Bağırsak florasının uyku düzeni için büyük önem taşıyan hormonlar üzerinde de etkisi büyük. Bu nedenle probiyotik eksikliği durumunda uyku problemleri ortaya çıkabiliyor. Uykusuzluk yaşayan biri de vücudu dinlenemediği için birçok farklı sorunla karşılaşabiliyor. Kronik uykusuzluk zamanla sürekli stresli ve gergin bir ruh haline, depresyona, bağışıklık sisteminin çökmesine ve birçok farklı sağlık sorununa yol açabiliyor.
Mide ve bağırsak sistemine giren her bileşenin cilt üzerinde etkisi var.
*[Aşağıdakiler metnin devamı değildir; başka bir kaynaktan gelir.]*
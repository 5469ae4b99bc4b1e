//! Value tracking between requests
//!
//! Decides which response fields are captured into the registry and how
//! path placeholders read them back. The rules are name-based heuristics
//! and their priority order is part of the generated output's contract.

use super::js;
use super::registry::{FRANCHISE_KEY, Registry};
use crate::extractor::extract_path_parameters;
use crate::models::{Endpoint, HttpMethod};
use serde_json::Value;

/// Response status codes searched for a capturable field, in order
const TRACKED_STATUS_CODES: [&str; 4] = ["200", "201", "202", "default"];

/// A response property selected for capture
#[derive(Debug, Clone, PartialEq, Eq)]
pub struct ResponseField {
    pub name: String,
}

impl ResponseField {
    fn new(name: &str) -> Self {
        Self {
            name: name.to_string(),
        }
    }

    /// Access expression on the parsed response body (`json.id`)
    pub fn expression(&self) -> String {
        js::member("json", &self.name)
    }
}

fn contains_ignore_case(haystack: &str, needle: &str) -> bool {
    haystack.to_lowercase().contains(needle)
}

/// Whether a name looks like it carries a resource identifier
pub fn is_trackable_name(name: &str) -> bool {
    contains_ignore_case(name, "id") || contains_ignore_case(name, "franchise")
}

/// Find the response field whose value should feed `param_name`
///
/// Only the top-level `properties` of JSON response schemas are inspected.
pub fn find_response_field(operation: &Value, param_name: &str) -> Option<ResponseField> {
    let responses = operation.get("responses")?;

    for status in TRACKED_STATUS_CODES {
        let Some(content) = responses
            .get(status)
            .and_then(|response| response.get("content"))
            .and_then(Value::as_object)
        else {
            continue;
        };

        for (content_type, media_type) in content {
            if !contains_ignore_case(content_type, "json") {
                continue;
            }

            let schema = media_type.get("schema");
            let Some(properties) = schema
                .and_then(|s| s.get("properties"))
                .and_then(Value::as_object)
            else {
                continue;
            };

            if properties.contains_key(param_name) {
                return Some(ResponseField::new(param_name));
            }

            if properties.contains_key("id") {
                return Some(ResponseField::new("id"));
            }

            let is_object = schema
                .and_then(|s| s.get("type"))
                .and_then(Value::as_str)
                == Some("object");
            if is_object {
                if let Some(name) = properties
                    .keys()
                    .find(|name| contains_ignore_case(name, "id"))
                {
                    return Some(ResponseField::new(name));
                }
            }
        }
    }

    None
}

/// Replace each `{name}` placeholder with a registry lookup
///
/// Falls back to the lower-cased name and finally to the name itself, so
/// the resulting template literal never contains an unresolved placeholder.
pub fn resolve_path(path: &str, registry: &Registry) -> String {
    let mut resolved = path.to_string();
    for param in extract_path_parameters(path) {
        let lower = param.to_lowercase();
        let fallback = js::string_literal(&param);
        let lookup = registry.lookup_chain(&[param.as_str(), lower.as_str()], &fallback);
        resolved = resolved.replace(&format!("{{{}}}", param), &format!("${{{}}}", lookup));
    }
    resolved
}

/// Generate the code capturing values from `res_var` into the registry
///
/// Returns an empty string when the endpoint tracks nothing.
pub fn generate_value_tracker(endpoint: &Endpoint, res_var: &str, registry: &Registry) -> String {
    let mut trackers = Vec::new();

    if endpoint.method.creates_resource() {
        for param in extract_path_parameters(&endpoint.path) {
            if !is_trackable_name(&param) {
                continue;
            }
            if let Some(field) = find_response_field(&endpoint.operation, &param) {
                tracing::debug!(
                    "{}: tracking {} from {}",
                    endpoint.operation_id,
                    param,
                    field.expression()
                );
                trackers.push(param_tracker(&param, &field, res_var, registry));
            }
        }
    }

    // Independent of the path parameter rule; both may capture the same value.
    if endpoint.method == HttpMethod::Post && contains_ignore_case(&endpoint.path, "franchise") {
        trackers.push(franchise_tracker(res_var, registry));
    }

    trackers.join("\n")
}

fn guarded(res_var: &str, body: &[String]) -> String {
    let mut lines = vec![
        "    try {".to_string(),
        format!(
            "        if ({res}.status === 201 || {res}.status === 200) {{",
            res = res_var
        ),
    ];
    lines.extend(body.iter().map(|line| format!("            {}", line)));
    lines.extend([
        "        }".to_string(),
        "    } catch (e) {".to_string(),
        "        // Response might not be JSON".to_string(),
        "    }".to_string(),
    ]);
    lines.join("\n")
}

fn param_tracker(param: &str, field: &ResponseField, res_var: &str, registry: &Registry) -> String {
    guarded(
        res_var,
        &[
            format!("const json = {}.json();", res_var),
            format!("const value = {};", field.expression()),
            "if (value) {".to_string(),
            format!("    {}", registry.store(param, "value")),
            format!("    console.log(`Tracked {}: ${{value}}`);", param),
            "}".to_string(),
        ],
    )
}

fn franchise_tracker(res_var: &str, registry: &Registry) -> String {
    let mut body = vec![format!("const body = {}.json();", res_var)];
    for (i, field) in ["id", FRANCHISE_KEY].iter().enumerate() {
        let access = js::member("body", field);
        let keyword = if i == 0 { "if" } else { "} else if" };
        body.push(format!("{} (body && {}) {{", keyword, access));
        body.push(format!("    {}", registry.store(FRANCHISE_KEY, &access)));
        body.push(format!(
            "    console.log(`Tracked {}: ${{{}}}`);",
            FRANCHISE_KEY, access
        ));
    }
    body.push("}".to_string());
    guarded(res_var, &body)
}

#[cfg(test)]
mod tests {
    use super::*;
    use serde_json::json;

    fn endpoint(method: HttpMethod, path: &str, operation: Value) -> Endpoint {
        Endpoint {
            path: path.to_string(),
            method,
            operation,
            operation_id: "op".to_string(),
            base_url: "http://localhost".to_string(),
        }
    }

    fn created_with(properties: Value) -> Value {
        json!({
            "responses": {
                "201": {
                    "content": {
                        "application/json": {
                            "schema": { "type": "object", "properties": properties }
                        }
                    }
                }
            }
        })
    }

    #[test]
    fn test_exact_property_match_wins() {
        let op = created_with(json!({ "id": {}, "itemId": {} }));
        let field = find_response_field(&op, "itemId").unwrap();
        assert_eq!(field.expression(), "json.itemId");
    }

    #[test]
    fn test_id_property_is_surrogate() {
        let op = created_with(json!({ "id": { "type": "string" }, "name": { "type": "string" } }));
        let field = find_response_field(&op, "itemId").unwrap();
        assert_eq!(field.expression(), "json.id");
    }

    #[test]
    fn test_first_id_like_property_for_objects() {
        let op = created_with(json!({ "name": {}, "orderUUID": {}, "ownerId": {} }));
        let field = find_response_field(&op, "itemId").unwrap();
        assert_eq!(field.name, "orderUUID");
    }

    #[test]
    fn test_id_like_scan_requires_object_type() {
        let op = json!({
            "responses": {
                "200": {
                    "content": {
                        "application/json": {
                            "schema": { "properties": { "ownerId": {} } }
                        }
                    }
                }
            }
        });
        assert_eq!(find_response_field(&op, "itemId"), None);
    }

    #[test]
    fn test_status_codes_searched_in_order() {
        let op = json!({
            "responses": {
                "default": {
                    "content": {
                        "application/json": {
                            "schema": { "type": "object", "properties": { "errorId": {} } }
                        }
                    }
                },
                "202": {
                    "content": {
                        "application/problem+json": {
                            "schema": { "type": "object", "properties": { "jobId": {} } }
                        }
                    }
                }
            }
        });
        let field = find_response_field(&op, "itemId").unwrap();
        assert_eq!(field.name, "jobId");
    }

    #[test]
    fn test_non_json_and_missing_responses() {
        let op = json!({
            "responses": {
                "200": {
                    "content": {
                        "text/plain": { "schema": { "type": "object", "properties": { "id": {} } } }
                    }
                }
            }
        });
        assert_eq!(find_response_field(&op, "id"), None);
        assert_eq!(find_response_field(&json!({}), "id"), None);
        assert_eq!(find_response_field(&json!({ "responses": { "200": null } }), "id"), None);
    }

    #[test]
    fn test_resolve_path() {
        let registry = Registry::default();
        assert_eq!(
            resolve_path("/franchises/{franchiseId}/items", &registry),
            "/franchises/${trackedValues.franchiseId || trackedValues.franchiseid || 'franchiseId'}/items"
        );
        assert_eq!(resolve_path("/health", &registry), "/health");
    }

    #[test]
    fn test_resolve_path_repeated_parameter() {
        let resolved = resolve_path("/pairs/{id}/{id}", &Registry::default());
        assert_eq!(resolved.matches("${").count(), 2);
        assert!(!resolved.contains("{id}"));
    }

    #[test]
    fn test_tracker_for_path_parameter() {
        let ep = endpoint(
            HttpMethod::Put,
            "/items/{itemId}",
            created_with(json!({ "id": {}, "name": {} })),
        );
        let code = generate_value_tracker(&ep, "res3", &Registry::default());

        assert!(code.contains("if (res3.status === 201 || res3.status === 200) {"));
        assert!(code.contains("const value = json.id;"));
        assert!(code.contains("trackedValues['itemId'] = value;"));
        assert!(code.contains("} catch (e) {"));
        assert!(!code.contains("franchiseId"));
    }

    #[test]
    fn test_tracker_skips_untracked_methods_and_names() {
        let op = created_with(json!({ "id": {} }));
        let registry = Registry::default();

        let get = endpoint(HttpMethod::Get, "/items/{itemId}", op.clone());
        assert!(generate_value_tracker(&get, "res0", &registry).is_empty());

        let patch = endpoint(HttpMethod::Patch, "/items/{itemId}", op.clone());
        assert!(generate_value_tracker(&patch, "res0", &registry).is_empty());

        let slug = endpoint(HttpMethod::Post, "/pages/{slug}", op);
        assert!(generate_value_tracker(&slug, "res0", &registry).is_empty());
    }

    #[test]
    fn test_franchise_post_captures_fixed_key() {
        let ep = endpoint(HttpMethod::Post, "/franchises", created_with(json!({ "id": {} })));
        let code = generate_value_tracker(&ep, "res0", &Registry::default());

        assert!(code.contains("if (body && body.id) {"));
        assert!(code.contains("trackedValues['franchiseId'] = body.id;"));
        assert!(code.contains("} else if (body && body.franchiseId) {"));
        assert!(code.contains("trackedValues['franchiseId'] = body.franchiseId;"));
    }

    #[test]
    fn test_franchise_post_double_capture() {
        let ep = endpoint(
            HttpMethod::Post,
            "/Franchises/{franchiseId}/stores",
            created_with(json!({ "id": {} })),
        );
        let code = generate_value_tracker(&ep, "res1", &Registry::default());

        assert_eq!(code.matches("try {").count(), 2);
        assert!(code.contains("trackedValues['franchiseId'] = value;"));
        assert!(code.contains("trackedValues['franchiseId'] = body.id;"));
    }

    #[test]
    fn test_franchise_put_has_no_fixed_capture() {
        let ep = endpoint(HttpMethod::Put, "/franchises", created_with(json!({ "id": {} })));
        assert!(generate_value_tracker(&ep, "res0", &Registry::default()).is_empty());
    }
}
pub mod openapi;

pub use openapi::load_openapi;
//! Converters for generating load-test scripts from OpenAPI documents
//!
//! This module provides the converter trait, its options, and the k6
//! implementation together with the pieces it is assembled from.

pub mod body;
pub mod js;
pub mod k6;
pub mod registry;
pub mod tracking;

pub use k6::K6Converter;
pub use registry::Registry;

use crate::error::Result;
use serde_json::Value;

/// One ramping stage of the load profile
#[derive(Debug, Clone, PartialEq, Eq)]
pub struct Stage {
    /// k6 duration string (e.g. "30s", "1m")
    pub duration: String,
    /// Target number of virtual users at the end of the stage
    pub target: u32,
    /// Comment rendered next to the stage
    pub label: String,
}

impl Stage {
    fn new(duration: &str, target: u32, label: &str) -> Self {
        Self {
            duration: duration.to_string(),
            target,
            label: label.to_string(),
        }
    }
}

/// Load profile rendered into the script's `options` export
#[derive(Debug, Clone, PartialEq, Eq)]
pub struct LoadProfile {
    pub stages: Vec<Stage>,
    /// Metric name to threshold expressions, in render order
    pub thresholds: Vec<(String, Vec<String>)>,
}

impl Default for LoadProfile {
    fn default() -> Self {
        Self {
            stages: vec![
                Stage::new("30s", 10, "Ramp up"),
                Stage::new("1m", 10, "Stay at 10 users"),
                Stage::new("30s", 0, "Ramp down"),
            ],
            thresholds: vec![
                ("http_req_duration".to_string(), vec!["p(95)<500".to_string()]),
                ("errors".to_string(), vec!["rate<0.1".to_string()]),
            ],
        }
    }
}

/// Configuration options for converters
#[derive(Debug, Clone, Default)]
pub struct ConvertOptions {
    /// Authorization key used when `AUTH_KEY` is not set at run time
    pub auth_key: Option<String>,
    pub load_profile: LoadProfile,
}

/// A generated script and the number of endpoints it exercises
#[derive(Debug, Clone, PartialEq, Eq)]
pub struct GeneratedScript {
    pub content: String,
    pub endpoint_count: usize,
}

/// Trait for converting OpenAPI documents to test scripts
pub trait Converter {
    /// The output type of the conversion
    type Output;

    /// Convert a raw OpenAPI document into a test script
    fn convert_spec(&self, spec: &Value, options: &ConvertOptions) -> Result<Self::Output>;
}
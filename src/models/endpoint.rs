use crate::extractor::EXCLUDED_PATH_MARKER;
use std::fmt;

/// HTTP methods recognized under an OpenAPI path item
#[derive(Debug, Clone, Copy, PartialEq, Eq, Hash)]
pub enum HttpMethod {
    Get,
    Post,
    Put,
    Patch,
    Delete,
    Head,
    Options,
}

impl HttpMethod {
    /// Parse a path item key; any other key (e.g. `parameters`) yields `None`
    pub fn from_key(key: &str) -> Option<Self> {
        match key.to_ascii_lowercase().as_str() {
            "get" => Some(Self::Get),
            "post" => Some(Self::Post),
            "put" => Some(Self::Put),
            "patch" => Some(Self::Patch),
            "delete" => Some(Self::Delete),
            "head" => Some(Self::Head),
            "options" => Some(Self::Options),
            _ => None,
        }
    }

    pub fn as_str(&self) -> &'static str {
        match self {
            Self::Get => "GET",
            Self::Post => "POST",
            Self::Put => "PUT",
            Self::Patch => "PATCH",
            Self::Delete => "DELETE",
            Self::Head => "HEAD",
            Self::Options => "OPTIONS",
        }
    }

    /// Methods whose request is sent with a synthesized JSON body
    pub fn has_body(&self) -> bool {
        matches!(self, Self::Post | Self::Put | Self::Patch)
    }

    /// Methods whose response may carry the identifier of a created resource
    pub fn creates_resource(&self) -> bool {
        matches!(self, Self::Post | Self::Put)
    }

    /// Name of the k6 `http` module function issuing this method
    pub fn k6_function(&self) -> &'static str {
        match self {
            Self::Get => "get",
            Self::Post => "post",
            Self::Put => "put",
            Self::Patch => "patch",
            Self::Delete => "del",
            Self::Head => "head",
            Self::Options => "options",
        }
    }
}

impl fmt::Display for HttpMethod {
    fn fmt(&self, f: &mut fmt::Formatter<'_>) -> fmt::Result {
        f.write_str(self.as_str())
    }
}

/// One HTTP operation extracted from an OpenAPI document
#[derive(Debug, Clone)]
pub struct Endpoint {
    /// Raw path template, may contain `{name}` placeholders
    pub path: String,

    pub method: HttpMethod,

    /// The raw operation object (responses, requestBody, ...)
    pub operation: serde_json::Value,

    /// Declared operationId, or one derived from method and path
    pub operation_id: String,

    /// URL of the first declared server
    pub base_url: String,
}

impl Endpoint {
    /// Whether requests to this endpoint carry the bearer Authorization header
    pub fn requires_auth(&self) -> bool {
        !self.path.contains(EXCLUDED_PATH_MARKER)
    }
}
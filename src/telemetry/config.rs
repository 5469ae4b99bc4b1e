/// Output format of diagnostic logs
#[derive(Debug, Clone, Copy, PartialEq, Eq)]
pub enum LogFormat {
    Text,
    Json,
}

#[derive(Debug, Clone)]
pub struct TelemetryConfig {
    pub format: LogFormat,
    /// Filter used when `RUST_LOG` is not set
    pub default_filter: String,
}

impl TelemetryConfig {
    pub fn from_env() -> Self {
        let format = std::env::var("K6GEN_LOG_FORMAT")
            .map(|value| Self::parse_format(&value))
            .unwrap_or(LogFormat::Text);

        Self {
            format,
            default_filter: "k6gen=warn".to_string(),
        }
    }

    fn parse_format(value: &str) -> LogFormat {
        if value.trim().eq_ignore_ascii_case("json") {
            LogFormat::Json
        } else {
            LogFormat::Text
        }
    }
}
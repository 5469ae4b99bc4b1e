//! The tracked-value registry of generated scripts
//!
//! Generated scripts keep one module-level object mapping a logical name
//! (a path parameter name, or `franchiseId`) to the last value captured from
//! a response. It lives for one k6 execution and is shared by every virtual
//! user without synchronization: reads and writes are plain property
//! accesses and concurrent users may overwrite each other's values.

use super::js;

/// Registry key that franchise creation responses are always stored under
pub const FRANCHISE_KEY: &str = "franchiseId";

/// Renders declaration, lookup and store code for the registry object
#[derive(Debug, Clone, Copy, PartialEq, Eq)]
pub struct Registry {
    ident: &'static str,
}

impl Default for Registry {
    fn default() -> Self {
        Self {
            ident: "trackedValues",
        }
    }
}

impl Registry {
    pub fn new(ident: &'static str) -> Self {
        Self { ident }
    }

    pub fn ident(&self) -> &'static str {
        self.ident
    }

    /// Module-level declaration, preceded by its comment line
    pub fn declaration(&self) -> Vec<String> {
        vec![
            "// Shared state for tracked values across VUs (unsynchronized)".to_string(),
            format!("const {} = {{}};", self.ident),
        ]
    }

    /// Read expression for one key
    pub fn lookup(&self, key: &str) -> String {
        js::member(self.ident, key)
    }

    /// Lookup chain ending in a fallback expression (`a || b || 'c'`)
    pub fn lookup_chain(&self, keys: &[&str], fallback: &str) -> String {
        let mut parts: Vec<String> = keys.iter().map(|key| self.lookup(key)).collect();
        parts.push(fallback.to_string());
        parts.join(" || ")
    }

    /// Assignment statement storing `value_expr` under `key`
    pub fn store(&self, key: &str, value_expr: &str) -> String {
        format!("{}[{}] = {};", self.ident, js::string_literal(key), value_expr)
    }
}
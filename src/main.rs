use anyhow::Context;
use clap::Parser;
use colored::Colorize;
use k6gen::{
    cli::Cli,
    commands::{self, GenerateCommandArgs},
    telemetry,
};
use std::process::ExitCode;

fn run(cli: &Cli) -> anyhow::Result<()> {
    commands::execute_generate(GenerateCommandArgs {
        input_path: &cli.input,
        output_path: &cli.output,
        auth_key: cli.auth_key.as_deref(),
    })
    .with_context(|| format!("Failed to generate {}", cli.output.display()))?;
    Ok(())
}

fn main() -> ExitCode {
    telemetry::init_telemetry();
    let cli = Cli::parse();

    match run(&cli) {
        Ok(()) => ExitCode::SUCCESS,
        Err(e) => {
            tracing::debug!("{:#}", e);
            eprintln!("{} {}", "Error:".red(), e.root_cause());
            ExitCode::FAILURE
        }
    }
}
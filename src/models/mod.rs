pub mod endpoint;

pub use endpoint::{Endpoint, HttpMethod};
Örneğin, çok yağlı yiyecekler tükettikten sonra yüzünüzde sivilce oluştuğunu görebilirsiniz. İşte bu bağlantı probiyotik oranında da kendini gösteriyor. Vücutta eksik kalan probiyotikler zaman içerisinde cilt sorunlarına sebep oluyor. Sivilcelerde artış gözlenebiliyor ve cilt üzerinde lekelenmeler oluşabiliyor.
Mikrobiyota dengesizliği vücutta mantar enfeksiyonlarının baş göstermesine de sebep oluyor. Bu mantar problemleri hem cilt üzerinde hem de genital bölgelerde ciddi sorunlar yaratabiliyor. Flora dengesizliğinin birçok kadının sorunu olan vajinal mantar enfeksiyonlarını tetiklediği biliniyor.
Mikrobiyota dengesizliği her açıdan vücudun stres seviyesini artıran bir durum. Çünkü eksiklik hem anksiyete ve depresyonu tetikliyor hem de vücut sistemlerinin düzgün bir şekilde çalışmasına engel oluyor. Tüm bunlar da hem fiziksel hem de ruhsal anlamda vücudun sürekli stres altında kalmasına sebebiyet veriyor. Yaşanan stres sorunu ise neredeyse tüm rahatsızlıkların kapısını açıyor.
Tüm bu olumsuzluklardan kaçınmanın yolu ise düzenli olarak probiyotik desteği almaktan ve bedene ihtiyacı olan bileşenleri eksiksiz bir şekilde sunmaktan geçiyor.
Kaynaklar
1. Mayer, E.A. (2011). Gut feelings: the emerging biology of gut-brain communication. Nature Reviews Neuroscience, 12(8), 453-466
2. Kılıç, C. (2017). Ruhsal Hastalıklara Bağlı Hastalık Yükü. HÜTF Ulusal Hastalık Yükü Çalışması Sonuçları ve Çözüm Önerileri. Ruh Sağlığı ve Hastalıkları Anabilim Dalı, Nisan 18, 2017, Ankara, 3p.
3. Petra, A.I., Panagiotidou, S., Hatziagelaki, E., Stewart, J.M., Conti, P., Theoharides, T.C. (2015). Gut-microbiota-brain axis and its effect on neuropsychiatric disorders with suspected immune dysregulation. Clinical Therapeutics, 37(5), 984- 995.